Seria A, B, Lega Pro: i club dovranno mettere a disposizione dei tifosi «buoni e fidati» la carta voluta dal Viminale. Tessera del tifoso, dunque. Obbligatoria per entrare in possesso dell’abbonamento e obbligatoria per programmare i viaggi al seguito della propria fede. Fin qua tutto chiaro perché precise sono le norme indicate nella circolare del ministero degli Interni e dettagliato è il progetto al servizio degli appassionati. «Stavolta si parte, niente più deroghe per le società non in regola..», è il messaggio del ministro Roberto Maroni che guarda alla tessera come alla soluzione (in gran parte) dei problemi di ordine pubblico che accompagnano il nostro calcio.
Una card per contrastare la violenza che sembra aver avviato una «rivoluzione» ancora poco quantificabile, ma di innegabile portata.I segnali sono sul campo, le scosse anche: dalla protesta contro quella che giudicano una schedatura, gli ultrà sono passati ai fatti. Niente abbonamenti, hanno deciso gruppi storici come quelli della Lazio (la Nord si è addirittura sciolta), della Roma, del Napoli, dell’Atalanta, del Bologna e del Toro.
Nessuno occupi lo spazio ultrà, è il loro messaggio anche a quei tifosi che, ultrà non si sentono, ma che guardano la partita del cuore dello stadio. Cosa accadrà fuori dalle curve non è ancora decifrabile perché se i «picchetti» sono lo sbocco, da capire sarà il clima in cui si manifesteranno. Il Viminale annota, ascolta, vigila: i movimenti delle ultime ore potrebbero, in un certo modo, addirittura accelerare il processo alla base della nascita della tessera del tifoso perché restituire gli stadi (e quindi le curve) alla famiglie è una delle linee guida del ministro Maroni.
La riforma è in atto, nessuno può fermarla. Non lo possono fare i club per i quali sono previste sanzioni (anche settori chiusi) se non si presenteranno al via della stagione in regola con la card e con i «nuovi» tornelli per agevolare l’ingresso sugli spalti dei tifosi fideizzati (ogni società sarà libera di associare alla tessera tutti una serie di servizi e privilegi). Non lo potranno fare gli ultrà, già scesi in massa a Roma in cortei di dissenso ed ora con l’arma dei non abbonamenti in mano. Molti sono i comunicati suoi siti dei gruppi dove si parla di «libertà repressa» e di «schedatura anticostituzionale».

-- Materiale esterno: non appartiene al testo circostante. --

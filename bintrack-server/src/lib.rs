//! HTTP API for the bintrack community waste-bin tracker.
//!
//! Split into a library so the integration tests can mount the router
//! against an ephemeral listener; `main.rs` only does process wiring.

/// Environment-driven server settings.
pub mod config;
/// Router, handlers, and error-to-status mapping.
pub mod http;
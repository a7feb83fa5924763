//! In-memory [`BinStore`] implementation.
//!
//! Bins live in a mutex-guarded vector in insertion order, which is what
//! gives the nearby search its deterministic tie-break. Every write
//! validates first and only then mutates, so a failed write leaves the
//! store untouched. Not durable; backs the server and the test suites.

use std::sync::Mutex;

use async_trait::async_trait;
use chrono::Utc;
use uuid::Uuid;

use bintrack_core::model::{Bin, BinId, BinStatus, NewBin};
use bintrack_core::ports::{BinStore, FieldError, StoreError};

/// Mutex-guarded in-memory bin collection.
#[derive(Default)]
pub struct MemoryBinStore {
    bins: Mutex<Vec<Bin>>,
}

impl MemoryBinStore {
    /// Create an empty store.
    #[must_use]
    pub fn new() -> Self {
        Self::default()
    }

    /// Number of bins currently stored.
    ///
    /// # Panics
    ///
    /// Panics if the store mutex was poisoned by a panicking writer.
    #[must_use]
    pub fn len(&self) -> usize {
        self.bins.lock().expect("bin store mutex poisoned").len()
    }

    /// Whether the store holds no bins.
    ///
    /// # Panics
    ///
    /// Panics if the store mutex was poisoned by a panicking writer.
    #[must_use]
    pub fn is_empty(&self) -> bool {
        self.len() == 0
    }
}

fn validate(new_bin: &NewBin) -> Vec<FieldError> {
    let mut errors = Vec::new();
    if !(-90.0..=90.0).contains(&new_bin.latitude) {
        errors.push(FieldError::new(
            "latitude",
            "must be between -90 and 90 degrees",
        ));
    }
    if !(-180.0..=180.0).contains(&new_bin.longitude) {
        errors.push(FieldError::new(
            "longitude",
            "must be between -180 and 180 degrees",
        ));
    }
    errors
}

#[async_trait]
impl BinStore for MemoryBinStore {
    async fn create(&self, new_bin: NewBin) -> Result<Bin, StoreError> {
        let errors = validate(&new_bin);
        if !errors.is_empty() {
            return Err(StoreError::Validation(errors));
        }

        let now = Utc::now();
        let bin = Bin {
            id: BinId(Uuid::new_v4().to_string()),
            latitude: new_bin.latitude,
            longitude: new_bin.longitude,
            status: new_bin.status.unwrap_or(BinStatus::Empty),
            added_at: now,
            updated_at: now,
        };

        let mut bins = self.bins.lock().expect("bin store mutex poisoned");
        bins.push(bin.clone());
        Ok(bin)
    }

    async fn get(&self, id: &BinId) -> Result<Bin, StoreError> {
        let bins = self.bins.lock().expect("bin store mutex poisoned");
        bins.iter()
            .find(|bin| bin.id == *id)
            .cloned()
            .ok_or_else(|| StoreError::NotFound(id.clone()))
    }

    async fn update_status(&self, id: &BinId, status: BinStatus) -> Result<Bin, StoreError> {
        let mut bins = self.bins.lock().expect("bin store mutex poisoned");
        let bin = bins
            .iter_mut()
            .find(|bin| bin.id == *id)
            .ok_or_else(|| StoreError::NotFound(id.clone()))?;

        bin.status = status;
        bin.updated_at = Utc::now();
        Ok(bin.clone())
    }

    async fn delete(&self, id: &BinId) -> Result<Bin, StoreError> {
        let mut bins = self.bins.lock().expect("bin store mutex poisoned");
        let index = bins
            .iter()
            .position(|bin| bin.id == *id)
            .ok_or_else(|| StoreError::NotFound(id.clone()))?;
        Ok(bins.remove(index))
    }

    async fn list_all(&self) -> Result<Vec<Bin>, StoreError> {
        let bins = self.bins.lock().expect("bin store mutex poisoned");
        Ok(bins.clone())
    }
}
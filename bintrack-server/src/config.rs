//! Server configuration read from the environment.

use std::env;
use std::net::SocketAddr;

use anyhow::Context;

const ADDR_VAR: &str = "BINTRACK_ADDR";
const DEFAULT_ADDR: &str = "127.0.0.1:3000";

#[derive(Debug, Clone, Copy)]
/// Settings for the HTTP server process.
pub struct ServerConfig {
    /// Socket address the server binds to.
    pub bind_addr: SocketAddr,
}

impl ServerConfig {
    /// Read the configuration, falling back to `127.0.0.1:3000` when
    /// `BINTRACK_ADDR` is unset.
    ///
    /// # Errors
    ///
    /// Fails when `BINTRACK_ADDR` is set but not a valid socket address.
    pub fn from_env() -> anyhow::Result<Self> {
        let raw = env::var(ADDR_VAR).unwrap_or_else(|_| DEFAULT_ADDR.to_owned());
        let bind_addr = raw
            .parse()
            .with_context(|| format!("{ADDR_VAR} is not a valid socket address: {raw}"))?;
        Ok(Self { bind_addr })
    }
}
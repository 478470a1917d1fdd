//! Client-side builders for the voting and tracker program instructions.
//!
//! The tracker program reads its accounts positionally, so every builder takes
//! a struct with named fields and lays the metas out in one fixed order.

use solana_sdk::{
    instruction::{AccountMeta, Instruction},
    pubkey::Pubkey,
    system_instruction,
    system_program,
};

/// Space allocated for a votes account owned by the voting program.
pub const VOTES_ACCOUNT_SPACE: usize = 51;

/// Tracker program instruction tags (single-byte payloads).
#[derive(Debug, Clone, Copy, PartialEq, Eq)]
#[repr(u8)]
pub enum TrackerInstruction {
    Initialize = 0,
    Approve = 1,
    Reject = 2,
}

impl TrackerInstruction {
    pub fn opcode(self) -> u8 {
        self as u8
    }
}

/// A vote cast through the tracker program.
#[derive(Debug, Clone, Copy, PartialEq, Eq)]
pub enum Vote {
    Approve,
    Reject,
}

impl From<Vote> for TrackerInstruction {
    fn from(vote: Vote) -> Self {
        match vote {
            Vote::Approve => TrackerInstruction::Approve,
            Vote::Reject => TrackerInstruction::Reject,
        }
    }
}

/// Accounts for `TrackerInstruction::Initialize`.
///
/// 0. `[writable]` tracker
/// 1. `[signer]` user
/// 2. `[]` authority
/// 3. `[]` votes
/// 4. `[]` system program
#[derive(Debug, Clone, Copy)]
pub struct InitializeAccounts {
    pub tracker: Pubkey,
    pub user: Pubkey,
    pub authority: Pubkey,
    pub votes: Pubkey,
}

impl InitializeAccounts {
    fn to_account_metas(&self) -> Vec<AccountMeta> {
        vec![
            AccountMeta::new(self.tracker, false),
            AccountMeta::new_readonly(self.user, true),
            AccountMeta::new_readonly(self.authority, false),
            AccountMeta::new_readonly(self.votes, false),
            AccountMeta::new_readonly(system_program::ID, false),
        ]
    }
}

/// Accounts for the vote instructions (`Approve` / `Reject`).
///
/// 0. `[writable]` tracker
/// 1. `[signer]` user
/// 2. `[]` voting program
/// 3. `[writable]` votes
/// 4. `[]` authority
#[derive(Debug, Clone, Copy)]
pub struct VoteAccounts {
    pub tracker: Pubkey,
    pub user: Pubkey,
    pub voting_program: Pubkey,
    pub votes: Pubkey,
    pub authority: Pubkey,
}

impl VoteAccounts {
    fn to_account_metas(&self) -> Vec<AccountMeta> {
        vec![
            AccountMeta::new(self.tracker, false),
            AccountMeta::new_readonly(self.user, true),
            AccountMeta::new_readonly(self.voting_program, false),
            AccountMeta::new(self.votes, false),
            AccountMeta::new_readonly(self.authority, false),
        ]
    }
}

pub fn build_initialize(accounts: &InitializeAccounts, tracker_program: &Pubkey) -> Instruction {
    Instruction::new_with_bytes(
        *tracker_program,
        &[TrackerInstruction::Initialize.opcode()],
        accounts.to_account_metas(),
    )
}

/// Approve vote, tag `1`.
pub fn build_increment(accounts: &VoteAccounts, tracker_program: &Pubkey) -> Instruction {
    build_vote(accounts, Vote::Approve, tracker_program)
}

pub fn build_reject(accounts: &VoteAccounts, tracker_program: &Pubkey) -> Instruction {
    build_vote(accounts, Vote::Reject, tracker_program)
}

fn build_vote(accounts: &VoteAccounts, vote: Vote, tracker_program: &Pubkey) -> Instruction {
    Instruction::new_with_bytes(
        *tracker_program,
        &[TrackerInstruction::from(vote).opcode()],
        accounts.to_account_metas(),
    )
}

/// System `create_account` for a fresh votes account, rent-exempt and owned by
/// the voting program.
pub fn build_create_votes_account(
    payer: &Pubkey,
    votes: &Pubkey,
    rent_exempt_lamports: u64,
    voting_program: &Pubkey,
) -> Instruction {
    system_instruction::create_account(
        payer,
        votes,
        rent_exempt_lamports,
        VOTES_ACCOUNT_SPACE as u64,
        voting_program,
    )
}

/// No accounts, no data. The voting program just logs on receipt.
pub fn build_hello(voting_program: &Pubkey) -> Instruction {
    Instruction::new_with_bytes(*voting_program, &[], vec![])
}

Gli ultras della Lazio hanno scelto di chiudere con la loro storia, quelli della Roma invitano il popolo giallorosso a comprare il biglietto di volta in volta. Altre tifoserie si interrogano, manifestazioni sono in calendario in queste ore d’apertura della campagna abbonamenti. Milanisti ed interisti ne hanno già sottoscritte a migliaia di tessere (il Milan circa 260 mila, l’Inter 80 mila) e per loro, già dalla passata stagione, non ci sono più divieti alle trasferte.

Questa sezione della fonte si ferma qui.